## Your task:
Your answer should consist only of the line with "let pattern = resource_pattern(step_id);" and the lines after it, reproduced exactly through the end of the entries below.

========================================

use rand::{Rng, SeedableRng, rngs::StdRng};

use crate::models::SyntheticMetrics;

/// `intercept + slope * progress` for one resource channel.
#[derive(Debug, Clone, Copy, PartialEq)]
pub struct Linear {
    pub intercept: f64,
    pub slope: f64,
}

impl Linear {
    const fn new(intercept: f64, slope: f64) -> Self {
        Self { intercept, slope }
    }

    const fn flat(value: f64) -> Self {
        Self::new(value, 0.0)
    }

    pub fn at(&self, progress: f64) -> f64 {
        self.intercept + self.slope * progress
    }
}

#[derive(Debug, Clone, Copy, PartialEq)]
pub struct ResourcePattern {
    pub cpu: Linear,
    pub memory: Linear,
    pub disk: Linear,
    pub network: Linear,
}

const DEFAULT_PATTERN: ResourcePattern = ResourcePattern {
    cpu: Linear::flat(20.0),
    memory: Linear::flat(30.0),
    disk: Linear::flat(10.0),
    network: Linear::flat(5.0),
};

const PATTERNS: &[(&str, ResourcePattern)] = &[
    (
        "data-download",
        ResourcePattern {
            cpu: Linear::new(15.0, 0.1),
            memory: Linear::new(20.0, 0.15),
            disk: Linear::new(60.0, 0.3),
            network: Linear::new(70.0, 0.2),
        },
    ),
    (
        "quality-control",
        ResourcePattern {
            cpu: Linear::new(40.0, 0.4),
            memory: Linear::new(35.0, 0.25),
            disk: Linear::new(30.0, 0.2),
            network: Linear::flat(5.0),
        },
    ),
    (
        "read-merging",
        ResourcePattern {
            cpu: Linear::new(25.0, 0.3),
            memory: Linear::new(45.0, 0.2),
            disk: Linear::new(20.0, 0.15),
            network: Linear::flat(2.0),
        },
    ),
    (
        "asv-inference",
        ResourcePattern {
            cpu: Linear::new(80.0, 0.1),
            memory: Linear::new(70.0, 0.15),
            disk: Linear::new(15.0, 0.1),
            network: Linear::flat(1.0),
        },
    ),
    (
        "taxonomic-classification",
        ResourcePattern {
            cpu: Linear::new(60.0, 0.2),
            memory: Linear::new(50.0, 0.2),
            disk: Linear::new(25.0, 0.15),
            network: Linear::new(30.0, 0.1),
        },
    ),
    (
        "novelty-detection",
        ResourcePattern {
            cpu: Linear::new(85.0, 0.1),
            memory: Linear::new(75.0, 0.1),
            disk: Linear::new(10.0, 0.05),
            network: Linear::flat(5.0),
        },
    ),
    (
        "diversity-analysis",
        ResourcePattern {
            cpu: Linear::new(30.0, 0.2),
            memory: Linear::new(40.0, 0.15),
            disk: Linear::new(15.0, 0.1),
            network: Linear::flat(3.0),
        },
    ),
];

pub fn resource_pattern(step_id: &str) -> &'static ResourcePattern {
    PATTERNS
        .iter()
        .find(|(id, _)| *id == step_id)
        .map_or(&DEFAULT_PATTERN, |(_, pattern)| pattern)
}

/// Unperturbed resource usage of `step_id` at `progress`.
pub fn baseline_metrics(step_id: &str, progress: f64) -> SyntheticMetrics {
    let pattern = resource_pattern(step_id);
    SyntheticMetrics::new(
        pattern.cpu.at(progress),
        pattern.memory.at(progress),
        pattern.disk.at(progress),
        pattern.network.at(progress),
    )
}

/// Produces noisy gauge readings around the pattern baseline.
#[derive(Debug)]
pub struct MetricsSampler {
    rng: StdRng,
    latest: SyntheticMetrics,
}

impl MetricsSampler {
    pub fn new(seed: Option<u64>) -> Self {
        let rng = match seed {
            Some(seed) => StdRng::seed_from_u64(seed),
            None => StdRng::from_os_rng(),
        };

        Self {
            rng,
            latest: SyntheticMetrics::default(),
        }
    }

    pub fn latest(&self) -> SyntheticMetrics {
        self.latest
    }

    /// `active` is the running step's id and progress, `None` when idle.
    pub fn sample(&mut self, active: Option<(&str, f64)>) -> SyntheticMetrics {
        self.latest = match active {
            Some((step_id, progress)) => {
                let base = baseline_metrics(step_id, progress);
                SyntheticMetrics::new(
                    (base.cpu + self.noise(10.0)).clamp(5.0, 95.0),
                    (base.memory + self.noise(5.0)).clamp(10.0, 90.0),
                    (base.disk + self.noise(20.0)).clamp(0.0, 100.0),
                    (base.network + self.noise(15.0)).clamp(0.0, 100.0),
                )
            }
            None => SyntheticMetrics::new(
                5.0 + self.rng.random::<f64>() * 10.0,
                15.0 + self.rng.random::<f64>() * 10.0,
                self.rng.random::<f64>() * 5.0,
                self.rng.random::<f64>() * 5.0,
            ),
        };

        self.latest
    }

    /// Uniform noise in `[-band / 2, band / 2)`.
    fn noise(&mut self, band: f64) -> f64 {
        (self.rng.random::<f64>() - 0.5) * band
    }
}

========================================

## Response to this task:
    let pattern = resource_pattern(step_id);
    SyntheticMetrics::new(
        pattern.cpu.at(progress),
        pattern.memory.at(progress),
        pattern.disk.at(progress),
        pattern.network.at(progress),
    )
}

/// Produces noisy gauge readings around the pattern baseline.
#[derive(Debug)]
pub struct MetricsSampler {
    rng: StdRng,
    latest: SyntheticMetrics,
}

impl MetricsSampler {
    pub fn new(seed: Option<u64>) -> Self {
        let rng = match seed {
            Some(seed) => StdRng::seed_from_u64(seed),
            None => StdRng::from_os_rng(),
        };

        Self {
            rng,
            latest: SyntheticMetrics::default(),
        }
    }

    pub fn latest(&self) -> SyntheticMetrics {
        self.latest
    }

    /// `active` is the running step's id and progress, `None` when idle.
    pub fn sample(&mut self, active: Option<(&str, f64)>) -> SyntheticMetrics {
        self.latest = match active {
            Some((step_id, progress)) => {
                let base = baseline_metrics(step_id, progress);
                SyntheticMetrics::new(
                    (base.cpu + self.noise(10.0)).clamp(5.0, 95.0),
                    (base.memory + self.noise(5.0)).clamp(10.0, 90.0),
                    (base.disk + self.noise(20.0)).clamp(0.0, 100.0),
                    (base.network + self.noise(15.0)).clamp(0.0, 100.0),
                )
            }
            None => SyntheticMetrics::new(
                5.0 + self.rng.random::<f64>() * 10.0,
                15.0 + self.rng.random::<f64>() * 10.0,
                self.rng.random::<f64>() * 5.0,
                self.rng.random::<f64>() * 5.0,
            ),
        };

        self.latest
    }

    /// Uniform noise in `[-band / 2, band / 2)`.
    fn noise(&mut self, band: f64) -> f64 {
        (self.rng.random::<f64>() - 0.5) * band
    }
}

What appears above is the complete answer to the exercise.